Shark Populations Plunge in North Atlantic

By Cat Lazaroff

WASHINGTON, DC, January 21, 2003 (ENS) - Shark populations in the north Atlantic have plummeted by more than half since 1986, shows a new study by researchers in Canada. The decline, blamed largely on overfishing, has affected top predators including the great white and hammerhead sharks, impacting marine food chains in ways that are still being studied, the researchers said.

The scientists, from Dalhousie University in Nova Scotia, Canada, looked at records of shark catches between 1986, when fishers and fisheries managers began keeping thorough records, and 2000.


Hammerhead sharks like this one photographed in 1982 are thought to be nearing extinction. (Photo courtesy NOAA)
The team, led by doctoral candidate Julia Baum, learned that during that time, all coastal shark species saw population declines of 61 percent, on average. Blue shark numbers fell by 60 percent, tiger sharks by 65 percent, and thresher sharks by 80 percent.

Two of the largest species experienced some of the most devastating declines. Populations of great white sharks fell by 79 percent, while hammerhead numbers dropped by 89 percent.

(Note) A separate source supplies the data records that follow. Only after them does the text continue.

//! Selection of the active folder profile.
//!
//! Precedence, first match wins:
//! 1. A special profile (`use_special_profile` set and a fragment supplied)
//!    merged over the registry entry for the detected game.
//! 2. The registry entry for the detected game name.
//! 3. A profile name typed at the console, looked up in the registry, with
//!    any supplied special profile merged over it.
//!
//! If all three fail the tool has no directory layout to work with; that is
//! [`ConfigError::MissingProfile`], which the binary ends the run on through
//! [`logging::exit_fatal`](crate::logging::exit_fatal).

use crate::error::ConfigError;
use crate::models::{Configuration, Profile};
use crate::services::profile_registry::{DEFAULT_PROFILES, ProfileRegistry};
use std::io::{self, BufRead, Write};

pub const PROFILE_PROMPT: &str = "Type the name of a profile, or leave empty to cancel:\n\t> ";

/// Blocking console question. An empty answer means cancel.
#[cfg_attr(test, mockall::automock)]
pub trait ProfilePrompt {
    fn ask(&mut self, message: &str) -> io::Result<String>;
}

/// Asks on stdout and reads one line from stdin. End of input reads as empty.
#[derive(Debug, Default)]
pub struct StdinPrompt;

impl ProfilePrompt for StdinPrompt {
    fn ask(&mut self, message: &str) -> io::Result<String> {
        let mut stdout = io::stdout().lock();
        stdout.write_all(message.as_bytes())?;
        stdout.flush()?;

        let mut answer = String::new();
        io::stdin().lock().read_line(&mut answer)?;
        Ok(answer)
    }
}

/// Which rule produced the active profile
#[derive(Debug, Clone, Copy, PartialEq, Eq)]
pub enum ProfileSource {
    Special,
    Detected,
    Interactive,
}

#[derive(Debug, Clone, Copy)]
pub struct ProfileResolver<'a> {
    registry: &'a ProfileRegistry,
}

impl Default for ProfileResolver<'static> {
    fn default() -> Self {
        Self::new(&DEFAULT_PROFILES)
    }
}

impl<'a> ProfileResolver<'a> {
    pub fn new(registry: &'a ProfileRegistry) -> Self {
        Self { registry }
    }

    /// Set `chosen_profile` and `active_profile` on `config`.
    ///
    /// # Errors
    ///
    /// - [`ConfigError::MissingProfile`] when no rule yields a known profile
    /// - [`ConfigError::Prompt`] when the console cannot be read
    pub fn resolve(
        &self,
        config: &mut Configuration,
        prompt: &mut dyn ProfilePrompt,
    ) -> Result<ProfileSource, ConfigError> {
        let game_name = config.game_name().map(str::to_owned);

        if config.use_special_profile {
            if let Some(special) = &config.special_profile {
                let base = game_name
                    .as_deref()
                    .and_then(|name| self.registry.lookup(name))
                    .cloned()
                    .unwrap_or_default();
                config.active_profile = base.merged_with(special);
                config.chosen_profile = game_name;
                tracing::info!(
                    "Using special profile over {}",
                    config.chosen_profile.as_deref().unwrap_or("no detected game")
                );
                return Ok(ProfileSource::Special);
            }
            tracing::debug!("use_special_profile is set but no special profile was supplied");
        }

        if let Some(name) = game_name {
            if let Some(profile) = self.registry.lookup(&name) {
                tracing::info!("Detected game profile: {}", name);
                config.active_profile = profile.clone();
                config.chosen_profile = Some(name);
                return Ok(ProfileSource::Detected);
            }
            tracing::debug!("Game directory {} has no built-in profile", name);
        }

        self.resolve_interactively(config, prompt)
    }

    fn resolve_interactively(
        &self,
        config: &mut Configuration,
        prompt: &mut dyn ProfilePrompt,
    ) -> Result<ProfileSource, ConfigError> {
        let missing = || ConfigError::MissingProfile {
            config_file: config.config_file_name.clone(),
        };

        if !config.input {
            tracing::debug!("Console input disabled, not asking for a profile");
            return Err(missing());
        }

        let known: Vec<_> = self.registry.names().collect();
        tracing::info!("Known profiles: {}", known.join(", "));

        let answer = prompt.ask(PROFILE_PROMPT).map_err(ConfigError::Prompt)?;
        let name = answer.trim();
        if name.is_empty() {
            tracing::debug!("Profile selection cancelled");
            return Err(missing());
        }

        let Some(profile) = self.registry.lookup(name) else {
            tracing::warn!("Unknown profile: {}", name);
            return Err(missing());
        };

        config.active_profile = merge_fragment(profile, config.special_profile.as_ref());
        config.chosen_profile = Some(name.to_string());
        tracing::info!("Using profile chosen at the console: {}", name);
        Ok(ProfileSource::Interactive)
    }
}

/// Registry entry merged with an optional caller fragment.
pub fn merge_fragment(base: &Profile, special: Option<&Profile>) -> Profile {
    match special {
        Some(special) => base.merged_with(special),
        None => base.clone(),
    }
}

"We estimate that all recorded shark species, with the exception of makos, have declined by more than 50 percent in the past eight to 15 years," the authors wrote in an article published in the January 17 issue of the journal "Science." Because of the slow maturation and low birth rate of most sharks, "recovery is expected to be slow," they add.

The researchers analyzed catch records from U.S. based longline fishing vessels seeking tuna and swordfish. While these vessels do not usually intend to catch sharks, which have limited value to them, they are required to report both their intended catch and their accidental catch, known as bycatch, to the National Marine Fisheries Service (NMFS).

These records form the largest set of data on sharks in the Northwest Atlantic. The researchers used them to extrapolate how the populations of shark species had fared over a 15 year stretch.


Julia Baum, now a doctoral candidate in biology at Dalhousie University, led the research that uncovered the sharks' decline. (Photo courtesy Dalhousie University)
"Our results show that overfishing is threatening large coastal and oceanic sharks in the north-west Atlantic," the authors said. "The large and rapid declines we document are in addition to substantial historical reductions."

Ten years ago, longline fishers, who set mile long fishing lines with hundreds of baited hooks, changed their gear to allow sharks to free themselves from the lines. But the gear is not infallible, and the researchers say they factored in the altered fishing gear into their analyses.

The researchers said the problem is believed to extend around the globe, wherever longline fishing takes place and is not limited enough to prevent overfishing. Ransom Myers, a biologist at the University of Dalhousie and a coauthor of the report, has been developing models of how fishing could lead to the extinction of a variety of species, including salmon, turtles and sharks.

"Overexploitation of elasmobranchs (sharks, skates and rays) is known to have already nearly eliminated two skate species from much of their ranges," noted the team. "The magnitude of the declines estimated here suggests that several sharks may also now be at risk of large scale extirpation."

great white

A large white shark cruising offshore from the Farallon Islands in the Pacific Ocean. (Photo by Scot Anderson, courtesy NMFS)
While the researchers said not enough research has been done to show clearly what effect the loss of these top predators may have on the rest of the food chain, "pervasive overfishing of these species may initiate major ecological changes," they said.

Marine reserves in which fishing is banned will not solve the sharks' problems, the researchers noted, because sharks are wide ranging species that would not stay within the borders of protected areas. In some cases, reserves may actually worsen the problem for migratory species such as sharks, they added, because fishers are forced to congregate in other areas, where they may take a heavy toll on local fish populations.

For example, reserves close to shore might offer some protection to coastal shark species, while increasing pressure on open ocean species of shark.


Overfishing has already led to the disappearance of the barndoor skate, the largest skate, from most of its historic range. (Photo by Don Flescher, courtesy NMFS)
"Clearly, if marine reserves are to be effective, their placement is of critical importance, and conservation initiatives must explicitly consider impacts on the whole community of species," the researchers said. "Emphasis on single species conservation, without controlling effort, simply shifts pressure from one threatened species to another and may actually jeopardize biodiversity."

The best solution, the Dalhousie team said, may be to extend ocean-wide protection to sharks such as is now in place for some tuna species and for sea turtles.

"Our results indicate that they should be given conservation attention equal to that given other threatened large marine predators," they concluded. "We suggest that carefully designed marine reserves in concert with reductions in fishing effort could hold promise for safeguarding sharks and other large pelagic predators from further declines and ecological extinction."